Digital and Mobile

Inside Sonos Playlist Potluck Events: Big Artists, Good Food & Shareable Pop Picks

Long before he was an award-winning chef, Danny Bowien wanted to be a rock star. “As a kid, I thought it’d be amazing to play music and tour,” the James Beard Award winner tells Billboard. Although the Oklahoma native has since broken through in the culinary world with his Mission restaurants, Bowien still feels a kinship with music -- not just as someone in a band with Thursday’s Geoff Rickley and Saves the Day’s Chris Conley, but as a fan and enthusiast.

“There’s a lot of process involved in both [music and food],” says Bowien, who adds that cooking an elaborate meal is “basically recording an album -- you prep something to present to the public. It’s an industry, it’s a business, and it’s the same with food -- they’re both creative outlets.”

To that end, Bowien has one of several high-profile chefs to participate in Sonos’ Playlist Potluck, an initiative that pairs an artist with a star in the food world for a night of communal eating and music-sharing. The idea is simple enough: instead of contributing a dish to a dinner party, attendees bring a few (or more) songs to add to a shared Spotify playlist and get to guess, discuss and comment on who chose which track throughout the evening.

Sonos quietly launched the Playlist Potluck platform in 2016 and has held private events across multiple continents, with a chef and fashion/literary/music/cultural luminary of some kind serving as influencers to champion this initiative. Along with chefs like April Bloomfield, Sean Brock and Inaki Oizpitarte, Bowien has taken part in multiple Playlist Potluck gatherings; earlier this month, he presented a feast at Jack Antonoff’s Brooklyn apartment, where the Bleachers leader and the rest of his group enjoyed an expansive dinner prior to their Shadow of the City festival in Asbury Park, New Jersey, the following day.

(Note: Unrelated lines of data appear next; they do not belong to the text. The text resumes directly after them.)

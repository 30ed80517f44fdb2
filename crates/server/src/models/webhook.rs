//! Webhook diagnostics.

use chrono::{DateTime, Utc};
use serde::Serialize;

/// A recorded webhook delivery, without its payload.
#[derive(Debug, Clone, Serialize, sqlx::FromRow)]
pub struct WebhookEventSummary {
    pub id: String,
    pub event_type: String,
    pub received_at: DateTime<Utc>,
    pub processed_at: Option<DateTime<Utc>>,
    pub error: Option<String>,
}

/// Number of deliveries of one event type.
#[derive(Debug, Clone, Serialize, sqlx::FromRow)]
pub struct WebhookTypeCount {
    pub event_type: String,
    pub count: i64,
}

/// Health of the Stripe webhook integration.
#[derive(Debug, Clone, Serialize)]
pub struct WebhookDiagnostics {
    pub secret_configured: bool,
    pub counts: Vec<WebhookTypeCount>,
    pub failed: i64,
    pub recent: Vec<WebhookEventSummary>,
}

“Most dinner parties are very reactive,” Bowien explains. "People show up with a dish, they say, ‘Hey what is this?,’ and they spend a lot of time making small talk. I absolutely hate small talk!”

By allowing attendees to feed their songs into one playlist, dinner parties can be as alerted to, or as unconcerned with, dinner music as they care to be. At Antonoff’s apartment, a steady mix of Tom WaitsNew OrderDusty Springfieldand Blur blasted out of the speaker system and the guests grooved along to the mix without lingering on the selections. However, Bowien has attended Playlist Potluck sessions where there were lively exchanges over the various Britney Spears songs being played.

“It's curated in a very smart way,” he says. "It could be like a big karaoke playlist, but there’s something very low-key and smooth and stylized about the whole experience…. We aren’t put into a box. On a creative level, we’re allowed to have freedom with the playlist and food choices.”

Bowien hopes that the idea of Playlist Potluck spreads as Sonos expands the platform and pulls more artists and chefs into its orbit. The private events will remain private, for the most part -- but even without a celebrity chef and artist at the helm, the initiative has the potential to grow organically and embody different themes.

“Music doesn’t have to be the focal point of any meal,” he points out, “but it enhances everything."